Ship Collision Avoidance for Human–Machine Cooperation (HMI-CAS)

Status: established
Last updated: 2026-05-31
Sources: 1 S2.0 S0029801820308738 Main.Pdf
Tags: [collision-avoidance, human-machine-interaction, mass, shared-decision-making, velocity-obstacle, colregs, remote-control, automation-transparency]

Summary

Huang, Chen, Negenborn and van Gelder (2020) propose a Human-Machine Interaction oriented Collision Avoidance System (HMI-CAS) for Maritime Autonomous Surface Ships (MASS). The system makes the machine's collision-avoidance decision interpretable and interactive: it visualises the solution space, marks dangerous manoeuvres, presents an optimal solution, and lets a human operator read, judge, authorise, or override it. It is built on a generalised velocity obstacle (GVO) algorithm extended to under-actuated ship dynamics, and is validated in two- and multi-ship simulations. The authors frame human and machine intelligence as complementary rather than adversarial, with the human supplying rule interpretation and the machine supplying computation.

Body

Context

Huang et al. (2020) examine how a collision avoidance system can combine human and machine intelligence during conflict resolution, rather than assigning the task entirely to one or the other. Their method is a control-theoretic framework (GVO over under-actuated ship dynamics) plus an interface design, demonstrated in simulation. Within this knowledge base the paper supplies the technical, decision-level counterpart to the human-factors strands: it operationalises the automation-transparency and intervention concerns of Human In The Loop Automation Transparency, gives a concrete shared-control mechanism for the remote operator of Remote Operation Centres Mass, and addresses the trust-calibration problem of Trust In Human Autonomy Teaming at the level of a single navigational decision. It also names the same one-to-many supervision and SA-building problems treated in Multi Ship Remote Operations Workload Sa as open work.

Key Points

The paper starts from a gap. Existing collision avoidance systems (CASs) split into two families that do not meet: alert systems that warn manned-ship operators of danger but leave solution-finding to the human, and automatic systems that resolve conflicts for unmanned ships without an interface for human intervention (PDF p. 1, orig. p. 1). Huang et al. argue neither is sufficient, because teaching automation to understand COLREGs remains unsolved and public trust in fully autonomous ships is still questionable, while human and machine intelligence are complementary — the human is good at interpreting regulations, the machine at computation (PDF p. 1, orig. p. 1). They also note that fully autonomous and manned ships will coexist, so cooperation between the two is required in practice (PDF p. 1, orig. p. 1).

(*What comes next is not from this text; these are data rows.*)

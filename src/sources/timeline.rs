use async_trait::async_trait;
use chrono::{NaiveDate, Utc};
use serde_json::json;
use tokio::time::Instant;

use crate::models::{Claim, ClaimType, DateRange, SourceResult};

use super::{within_deadline, SourceError, SourceKind, VerificationSource};

const MAX_PLAUSIBLE_SPAN_DAYS: i64 = 50 * 365;

/// Local consistency check of a claim's own structured dates.
///
/// Cross-claim overlap is a resume-level property and lives in the feature
/// builder; this source only judges one range in isolation.
#[derive(Debug, Clone, Default)]
pub struct TimelineSource;

impl TimelineSource {
    pub fn new() -> Self {
        Self
    }

    fn score(&self, claim: &Claim) -> Result<SourceResult, SourceError> {
        let range = claim
            .dates
            .as_ref()
            .ok_or(SourceError::MissingHandle("structured dates"))?;
        let issues = timeline_issues(range, Utc::now().date_naive());
        let score = (1.0 - 0.5 * issues.len() as f64).max(0.0);

        Ok(SourceResult::ok(
            SourceKind::Timeline,
            &claim.id,
            score,
            0.9,
            json!({ "issues": issues }),
        ))
    }
}

#[async_trait]
impl VerificationSource for TimelineSource {
    fn kind(&self) -> SourceKind {
        SourceKind::Timeline
    }

    fn supports(&self, claim_type: ClaimType) -> bool {
        claim_type.is_dated()
    }

    async fn verify(&self, claim: &Claim, deadline: Instant) -> SourceResult {
        within_deadline(self.kind(), claim, deadline, async { self.score(claim) }).await
    }
}

pub fn timeline_issues(range: &DateRange, today: NaiveDate) -> Vec<&'static str> {
    let mut issues = Vec::new();
    if range.is_inverted() {
        issues.push("end_before_start");
    }
    if range.start > today {
        issues.push("starts_in_future");
    }
    let end = range.end.unwrap_or(today);
    if (end - range.start).num_days() > MAX_PLAUSIBLE_SPAN_DAYS {
        issues.push("implausible_span");
    }
    issues
}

The authors classify human–machine interaction by the form of the solution the machine offers and the operations the human can then perform. The machine can deliver five solution forms: one feasible solution (u), one optimal solution (u*), a finite set of safe solutions (U), a closed collision-free region, and all closed dangerous regions (K) (PDF p. 3, orig. p. 3). Against these the human can switch to manual mode, accept the solution, modify the utility function, pick one of several offered solutions, freely choose within a feasible region, or validate an arbitrary solution of their own against the dangerous set (PDF p. 3, orig. p. 3). A survey of 14 representative algorithms across five method groups (rule-based, virtual field, discrete inputs, continuous inputs, re-planning) shows that only velocity obstacle (VO) methods can produce all five information types and therefore support the full range of interactions (PDF pp. 3–4, orig. pp. 3–4).

The proposed HMI-CAS adds an interaction channel between the machine's Guidance system and the human, layered onto a standard Guidance–Navigation–Control (GNC) architecture (PDF pp. 4–5, orig. pp. 4–5). The Guidance system holds three modules: a Global Planner (waypoint/path planning, or human-input path), a Local Planner (trajectory prediction, conflict detection, conflict resolution), and an Interface that presents solutions to the human and feeds the human's chosen solution back to the machine (PDF p. 5, orig. p. 5). The interface visualises the resolution space and the machine's selected solution so the operator can read the machine's intent, authorise it, intervene, or input a new solution; the system runs in either an autonomous (Auto) mode or a manual mode, switching to manual the moment human input is detected (PDF pp. 5–6, orig. pp. 5–6). The stated aim is that, by seeing the decision process, the operator can build trust in the system and need not stay aboard — interaction can occur from an offshore control centre (PDF p. 6, orig. p. 6).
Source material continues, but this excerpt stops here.